§ **Task inputs**
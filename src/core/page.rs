use chrono::{Datelike, NaiveDate};

const WEEKDAYS_IT: [&str; 7] = [
    "lunedì",
    "martedì",
    "mercoledì",
    "giovedì",
    "venerdì",
    "sabato",
    "domenica",
];

const MONTHS_IT: [&str; 12] = [
    "gennaio",
    "febbraio",
    "marzo",
    "aprile",
    "maggio",
    "giugno",
    "luglio",
    "agosto",
    "settembre",
    "ottobre",
    "novembre",
    "dicembre",
];

/// Long Italian date, e.g. `mercoledì 21 ottobre 2026`.
pub fn format_date_it(date: NaiveDate) -> String {
    let weekday = WEEKDAYS_IT[date.weekday().num_days_from_monday() as usize];
    let month = MONTHS_IT[date.month0() as usize];
    format!("{} {} {} {}", weekday, date.day(), month, date.year())
}

/// Footer copyright with the hard-coded year swapped for the current one.
pub fn footer_text(text: &str, current_year: i32) -> String {
    text.replace("2024", &current_year.to_string())
}

/// "Leggi di più" expander on the about section.
#[derive(Debug, Clone, Copy, Default, PartialEq, Eq)]
pub struct ReadMoreToggle {
    expanded: bool,
}

impl ReadMoreToggle {
    pub fn is_expanded(&self) -> bool {
        self.expanded
    }

    pub fn toggle(&mut self) {
        self.expanded = !self.expanded;
    }

    pub fn label(&self) -> &'static str {
        if self.expanded {
            "Leggi di meno"
        } else {
            "Leggi di più"
        }
    }

    pub fn icon(&self) -> &'static str {
        if self.expanded {
            "fa-chevron-up"
        } else {
            "fa-chevron-down"
        }
    }
}

/// Whether a field's group keeps its focused look after blur.
pub fn stays_focused_after_blur(value: &str) -> bool {
    !value.is_empty()
}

§ **Task prompt**
Provide a verbatim copy of all the entries.

§ **Reply to the exercise**
filename src/core/page.rs
use chrono::{Datelike, NaiveDate};

const WEEKDAYS_IT: [&str; 7] = [
    "lunedì",
    "martedì",
    "mercoledì",
    "giovedì",
    "venerdì",
    "sabato",
    "domenica",
];

const MONTHS_IT: [&str; 12] = [
    "gennaio",
    "febbraio",
    "marzo",
    "aprile",
    "maggio",
    "giugno",
    "luglio",
    "agosto",
    "settembre",
    "ottobre",
    "novembre",
    "dicembre",
];

/// Long Italian date, e.g. `mercoledì 21 ottobre 2026`.
pub fn format_date_it(date: NaiveDate) -> String {
    let weekday = WEEKDAYS_IT[date.weekday().num_days_from_monday() as usize];
    let month = MONTHS_IT[date.month0() as usize];
    format!("{} {} {} {}", weekday, date.day(), month, date.year())
}

/// Footer copyright with the hard-coded year swapped for the current one.
pub fn footer_text(text: &str, current_year: i32) -> String {
    text.replace("2024", &current_year.to_string())
}

/// "Leggi di più" expander on the about section.
#[derive(Debug, Clone, Copy, Default, PartialEq, Eq)]
pub struct ReadMoreToggle {
    expanded: bool,
}

impl ReadMoreToggle {
    pub fn is_expanded(&self) -> bool {
        self.expanded
    }

    pub fn toggle(&mut self) {
        self.expanded = !self.expanded;
    }

    pub fn label(&self) -> &'static str {
        if self.expanded {
            "Leggi di meno"
        } else {
            "Leggi di più"
        }
    }

    pub fn icon(&self) -> &'static str {
        if self.expanded {
            "fa-chevron-up"
        } else {
            "fa-chevron-down"
        }
    }
}

/// Whether a field's group keeps its focused look after blur.
pub fn stays_focused_after_blur(value: &str) -> bool {
    !value.is_empty()
}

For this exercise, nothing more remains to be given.